Kamu görevlisi olmayanların sandık kurulu başkanı olması ayrı şeydir, hırsızlık ayrı. Kamu görevlisi olmadığı halde sandık kurulu başkanı olanların aynı zamanda oy hırsızlığı yaptıkları mı iddia edilmektedir?

- Oy hırsızlığı açık ve seçik yapıldıysa kim yaptı? Suç varsa suçlu da vardır. O halde, kaç kişi bu suçtan dolayı soruşturulmakta ve kovuşturulmakta? Suç maddi delilleri ile ispat edilebilmişse neden detayları ile kamuoyuna sunulmuyor?
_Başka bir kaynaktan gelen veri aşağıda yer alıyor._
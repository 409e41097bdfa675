//! Verification code repository trait.
//!
//! Codes are append-only: the only mutation is the single `used` transition
//! performed by `mark_used`.

use async_trait::async_trait;
use uuid::Uuid;

use crate::domain::entities::verification_code::VerificationCode;
use crate::errors::DomainError;

/// Repository trait for VerificationCode persistence operations
#[async_trait]
pub trait VerificationCodeRepository: Send + Sync {
    /// Persist a freshly issued code
    async fn create(&self, code: VerificationCode) -> Result<VerificationCode, DomainError>;

    /// Find the most recently issued unused code for `user_id` whose value equals `code`
    ///
    /// Expired records are still returned; the caller decides expiry against
    /// its own window.
    async fn find_latest_unused(
        &self,
        user_id: Uuid,
        code: &str,
    ) -> Result<Option<VerificationCode>, DomainError>;

    /// Flip `used` from false to true as a single compare-and-set
    ///
    /// # Returns
    /// * `Ok(true)` - This call consumed the code
    /// * `Ok(false)` - The code was already used (or does not exist)
    async fn mark_used(&self, id: Uuid) -> Result<bool, DomainError>;

    /// All codes ever issued to `user_id`, newest first
    async fn find_by_user(&self, user_id: Uuid) -> Result<Vec<VerificationCode>, DomainError>;
}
Suç tam olarak tespit edilememişse nasıl bu kadar keskin ithamlar yapılabiliyor?

- Oy hırsızlığı ithamından bağımsız olarak, sandık kurullarının yasaya uygun teşekkül edip etmediğini denetleme bağlamında sorumlu olanlardan istifası istenen var mıdır?

- Oy hırsızlığı ithamından bağımsız olarak, şimdi sandık kurulunda görev yapamayacağı ortaya çıkarılmış ve bu nedenle seçim iptali gibi radikal bir karar alınmasına vesile kılınmış kişiler arasında 24 Haziran seçimi ve 16 Nisan referandumunda da görev yapmış olanlar var mı? Eğer varsa bu durum bu iki seçimin sıhhatini de sorgulanır hale getirmez mi?

- Önce sandık güvenliğine dair onlarca teminat vermiş, sonra “Hayır sandık güvenliği diye bir şey yokmuş pardon” demiş ve verilen mazbatayı geri alarak seçim tekrarına giden bir iktidar partisi profilinin, muhatabını bir suçla itham edip delil gösterememesi sadece hukuk devleti açısından değil, belirli kurallara ve güvenliğe ihtiyaç duyan serbest piyasa açısından da sorun teşkil ediyor. Piyasaların rahatlaması, merkez bankasının yedek rezervlerinin bütçeye aktarılmasından çok daha önce, şu “güven verme” konusuna bağlı. Bunu görmek o kadar zor mu?”